In this appeal the petitioner in a separate maintenance proceeding,
Yehoshua Zelig Aronow, challenges the amounts of temporary awards of child
support, spousal support, and attorney fees by the district court to the
respondent, Rise Carol Aronow. We affirm as modified.
On or shortly before October 10, 2005, the parties appeared by counsel
for hearing on Rise’s motion for temporary child support, temporary spousal
support, and temporary attorney fees.
The motion was submitted on Rise’s
motion, Rise’s supplement to her motion, and Yehoshua’s resistance, each of
which was verified and incorporated by reference one or more documents, and
the comments of counsel. The hearing was not reported. The district court filed
a resulting order on October 10, 2005. The court ordered Yehoshua to pay a
child custody evaluator $3,500 and any additional ongoing expenses, travel
expenses for Rise and the parties’ children to and from the counselor for the
children, $2,660 per month in temporary child support, $8,000 in temporary
spousal, and $7,500 in temporary attorney fees, with the temporary attorney fees
to be paid within thirty days. Yehoshua appeals.

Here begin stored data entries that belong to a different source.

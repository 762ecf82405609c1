use std::path::{Path, PathBuf};

use tempo_dex_sdk::Config;

use crate::error::CliError;

/// User configuration plus state that only lives for one CLI process
#[derive(Debug, Clone)]
pub struct CliConfig {
    pub settings: Config,
    path: PathBuf,
    session_password: Option<String>,
}

impl CliConfig {
    /// Load the file at `path`, writing defaults there when it is missing
    pub fn load_or_create(path: &Path) -> Result<Self, CliError> {
        let path = path.to_path_buf();
        let settings = Config::load_or_default(&path)?;
        if !path.exists() {
            settings.save(&path)?;
            tracing::info!("Created default config at {}", path.display());
        }

        Ok(Self {
            settings,
            path,
            session_password: None,
        })
    }

    pub fn save(&self) -> Result<(), CliError> {
        self.settings.save(&self.path)?;
        Ok(())
    }

    pub fn default_path() -> PathBuf {
        Config::default_path()
    }

    pub fn path(&self) -> &Path {
        &self.path
    }

    pub fn active_wallet(&self) -> Option<&str> {
        self.settings.active_wallet.as_deref()
    }

    /// Switching wallets drops the account approval of the previous one
    pub fn set_active_wallet(&mut self, name: Option<String>) {
        if self.settings.active_wallet != name {
            self.settings.authorized = false;
            self.session_password = None;
        }
        self.settings.active_wallet = name;
    }

    pub fn set_authorized(&mut self, authorized: bool) {
        self.settings.authorized = authorized;
    }

    /// Remember the password that unlocked the active wallet
    pub fn store_session_password(&mut self, password: &str) {
        self.session_password = Some(password.to_string());
    }

    pub fn clear_session_password(&mut self) {
        self.session_password = None;
    }

    pub fn get_session_password(&self) -> Option<&str> {
        self.session_password.as_deref()
    }
}
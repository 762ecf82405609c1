use clap::Args;
use tempo_dex_sdk::amount::format_display;
use tempo_dex_sdk::contracts::selectors;
use tempo_dex_sdk::views::{LiquidityForm, LiquidityMode};
use tempo_dex_sdk::{
    add_liquidity, fetch_pool, remove_liquidity, DexContracts, ProgressTracker, TokenList,
};

use crate::app::CliApp;
use crate::error::CliError;
use crate::utils::{confirm, finish_progress, follow_progress, print_success, resolve_token};

#[derive(Args, Clone)]
pub struct AddLiquidityCommand {
    /// First token (key or symbol)
    #[arg(long)]
    token_a: String,

    /// Second token (key or symbol)
    #[arg(long)]
    token_b: String,

    /// Amount of the first token
    #[arg(long)]
    amount_a: String,

    /// Amount of the second token; only used for a pool without reserves,
    /// otherwise it follows the pool ratio
    #[arg(long)]
    amount_b: Option<String>,

    /// Skip confirmation prompt
    #[arg(long)]
    yes: bool,
}

impl AddLiquidityCommand {
    pub async fn execute(self, app: &mut CliApp) -> Result<(), CliError> {
        let contracts = app.ready().await?;
        let assume_yes = self.yes || app.assume_yes;
        let context = app.context().await?;
        let tokens = context.config().tokens.clone();
        let network = context.config().constants.clone();

        let form = {
            let mut form = load_form(contracts.as_ref(), &tokens, &self.token_a, &self.token_b).await?;
            form.set_amount_a(&self.amount_a);
            if let Some(amount_b) = &self.amount_b {
                form.set_amount_b(amount_b);
            }
            form
        };

        let button = form.button(true, context.network().is_matched());
        if button.disabled {
            return Err(CliError::Blocked(button.text));
        }
        let request = form.add_request(&tokens)?;
        println!(
            "\nDeposit {} {} and {} {}",
            request.amount_a,
            request.token_a.symbol,
            form.amount_b_text(),
            request.token_b.symbol
        );
        if !form.pool.has_liquidity() {
            println!("This pool has no reserves yet; your amounts set its price.");
        }
        if !confirm("Add liquidity?", assume_yes)? {
            return Err(CliError::Cancelled);
        }

        let tracker = ProgressTracker::default();
        let printer = follow_progress(&tracker, network.clone());
        let result = add_liquidity(contracts.as_ref(), &tracker, &request).await;
        let progress = finish_progress(tracker, printer, &network).await;
        result?;
        if let Some(hash) = progress.and_then(|p| p.tx_hash) {
            context.record_transaction(hash, &selectors::ADD_LIQUIDITY);
        }

        context.session_mut().refresh_balances().await?;
        print_success(&format!(
            "Added liquidity to {}/{}",
            request.token_a.symbol, request.token_b.symbol
        ));
        Ok(())
    }
}

#[derive(Args, Clone)]
pub struct RemoveLiquidityCommand {
    /// First token (key or symbol)
    #[arg(long)]
    token_a: String,

    /// Second token (key or symbol)
    #[arg(long)]
    token_b: String,

    /// LP tokens to burn
    #[arg(short, long, required_unless_present = "max")]
    liquidity: Option<String>,

    /// Withdraw the whole LP balance
    #[arg(long)]
    max: bool,

    /// Skip confirmation prompt
    #[arg(long)]
    yes: bool,
}

impl RemoveLiquidityCommand {
    pub async fn execute(self, app: &mut CliApp) -> Result<(), CliError> {
        let contracts = app.ready().await?;
        let assume_yes = self.yes || app.assume_yes;
        let context = app.context().await?;
        let tokens = context.config().tokens.clone();
        let network = context.config().constants.clone();

        let mut form = load_form(contracts.as_ref(), &tokens, &self.token_a, &self.token_b).await?;
        form.set_mode(LiquidityMode::Remove);
        if self.max {
            form.set_max_liquidity();
        } else if let Some(liquidity) = &self.liquidity {
            form.set_liquidity(liquidity);
        }

        let button = form.button(true, context.network().is_matched());
        if button.disabled {
            return Err(CliError::Blocked(button.text));
        }
        let request = form.remove_request(&tokens)?;
        println!(
            "\nBurn {} of {} LP tokens ({}% of the pool)",
            request.liquidity,
            format_display(form.pool.lp_balance),
            format_display(form.pool.share_percent)
        );
        if !confirm("Remove liquidity?", assume_yes)? {
            return Err(CliError::Cancelled);
        }

        let tracker = ProgressTracker::default();
        let printer = follow_progress(&tracker, network.clone());
        let result = remove_liquidity(contracts.as_ref(), &tracker, &request).await;
        let progress = finish_progress(tracker, printer, &network).await;
        result?;
        if let Some(hash) = progress.and_then(|p| p.tx_hash) {
            context.record_transaction(hash, &selectors::REMOVE_LIQUIDITY);
        }

        context.session_mut().refresh_balances().await?;
        print_success(&format!(
            "Removed liquidity from {}/{}",
            request.token_a.symbol, request.token_b.symbol
        ));
        Ok(())
    }
}

/// Form for the pair with the pool snapshot already loaded
async fn load_form(
    contracts: &dyn DexContracts,
    tokens: &TokenList,
    token_a: &str,
    token_b: &str,
) -> Result<LiquidityForm, CliError> {
    let token_a = resolve_token(tokens, token_a)?;
    let token_b = resolve_token(tokens, token_b)?;

    let mut form = LiquidityForm::default();
    form.set_tokens(&token_a.key, &token_b.key);
    let pool = fetch_pool(contracts, token_a, token_b, Some(contracts.account())).await?;
    form.set_pool(pool);
    Ok(form)
}
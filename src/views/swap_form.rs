use rust_decimal::Decimal;

use crate::amount;
use crate::config::TokenList;
use crate::error::Error;
use crate::flows::SwapRequest;
use crate::quote::{QuoteState, NO_LIQUIDITY};
use crate::session::BalanceSnapshot;

use super::ButtonState;

/// Slippage presets offered next to the custom field
pub const SLIPPAGE_PRESETS: [Decimal; 3] = [
    Decimal::from_parts(1, 0, 0, false, 1),
    Decimal::from_parts(5, 0, 0, false, 1),
    Decimal::from_parts(10, 0, 0, false, 1),
];

/// Swap screen state
#[derive(Debug, Clone, PartialEq)]
pub struct SwapForm {
    pub from: String,
    pub to: String,
    pub amount: String,
    pub slippage: Decimal,
    pub quote: QuoteState,
    pub loading: bool,
}

impl Default for SwapForm {
    fn default() -> Self {
        Self {
            from: "TmEth".to_string(),
            to: "OmUsd".to_string(),
            amount: String::new(),
            slippage: Decimal::new(5, 1),
            quote: QuoteState::Idle,
            loading: false,
        }
    }
}

impl SwapForm {
    pub fn with_slippage(mut self, slippage: Decimal) -> Self {
        self.slippage = slippage;
        self
    }

    /// Changing either token clears the amount and quote
    pub fn set_from(&mut self, key: &str) {
        self.from = key.to_string();
        self.clear_inputs();
    }

    pub fn set_to(&mut self, key: &str) {
        self.to = key.to_string();
        self.clear_inputs();
    }

    /// Flip the direction of the swap
    pub fn switch_tokens(&mut self) {
        std::mem::swap(&mut self.from, &mut self.to);
        self.clear_inputs();
    }

    pub fn set_amount(&mut self, amount: &str) {
        self.amount = amount.trim().to_string();
    }

    /// Accept a custom tolerance; anything unparsable falls back to 0.5%
    pub fn set_slippage(&mut self, input: &str) -> Result<Decimal, Error> {
        let parsed = amount::parse_decimal(input).unwrap_or(Decimal::new(5, 1));
        self.slippage = amount::validate_slippage(parsed)?;
        Ok(self.slippage)
    }

    /// Fill in 99.9% of the source balance
    pub fn set_max(&mut self, balances: &BalanceSnapshot) -> Option<Decimal> {
        let balance = balances.get(&self.from)?;
        if balance <= Decimal::ZERO {
            return None;
        }
        let max = amount::max_spendable(balance);
        self.amount = amount::format_display(max);
        Some(max)
    }

    /// Output field text
    pub fn output_text(&self) -> String {
        match &self.quote {
            QuoteState::Pending => "...".to_string(),
            QuoteState::Ready(quote) => amount::format_display(quote.amount_out),
            _ => String::new(),
        }
    }

    pub fn same_tokens(&self) -> bool {
        self.from.eq_ignore_ascii_case(&self.to)
    }

    /// Minimum received at the current slippage
    pub fn minimum_received(&self) -> Option<Decimal> {
        let quote = self.quote.quote()?;
        amount::minimum_output(quote.amount_out, self.slippage).ok()
    }

    pub fn button(&self, connected: bool, network_matched: bool) -> ButtonState {
        let text = if !connected {
            "Connect Wallet"
        } else if !network_matched {
            "Switch Network"
        } else if self.amount.is_empty() {
            "Enter Amount"
        } else if self.same_tokens() {
            "Select Different Tokens"
        } else if self.quote.error().is_some() {
            "No Liquidity"
        } else if self.loading {
            "Processing..."
        } else {
            "Swap"
        };

        let disabled = !connected
            || !network_matched
            || !amount::is_positive(&self.amount)
            || self.same_tokens()
            || self.loading
            || self.quote.quote().is_none();

        ButtonState {
            text: text.to_string(),
            disabled,
        }
    }

    /// Build the request the submit button sends
    pub fn request(&self, tokens: &TokenList) -> Result<SwapRequest, Error> {
        let quote = self
            .quote
            .quote()
            .ok_or_else(|| Error::QuoteUnavailable(NO_LIQUIDITY.to_string()))?;
        let request = SwapRequest {
            from: tokens.require(&self.from)?.clone(),
            to: tokens.require(&self.to)?.clone(),
            amount_in: self.amount.clone(),
            quoted_out: quote.amount_out,
            slippage: self.slippage,
        };
        request.validate()?;
        Ok(request)
    }

    /// Clear inputs after a confirmed swap
    pub fn reset_after_success(&mut self) {
        self.amount.clear();
        self.quote = QuoteState::Idle;
    }

    fn clear_inputs(&mut self) {
        self.amount.clear();
        self.quote = QuoteState::Idle;
    }
}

Our review in this equity action is de novo. See Iowa Code § 598.28
(2005) (“A petition shall be filed in separate maintenance . . . actions as in
actions for dissolution of marriage, and all applicable provisions of this chapter in
relation thereto shall apply . . . .”); id. § 598.3 (“An action for dissolution of
marriage shall be by equitable proceedings . . . .”); Iowa R. App. P. 6.4 (“Review
in equity cases shall be de novo.”).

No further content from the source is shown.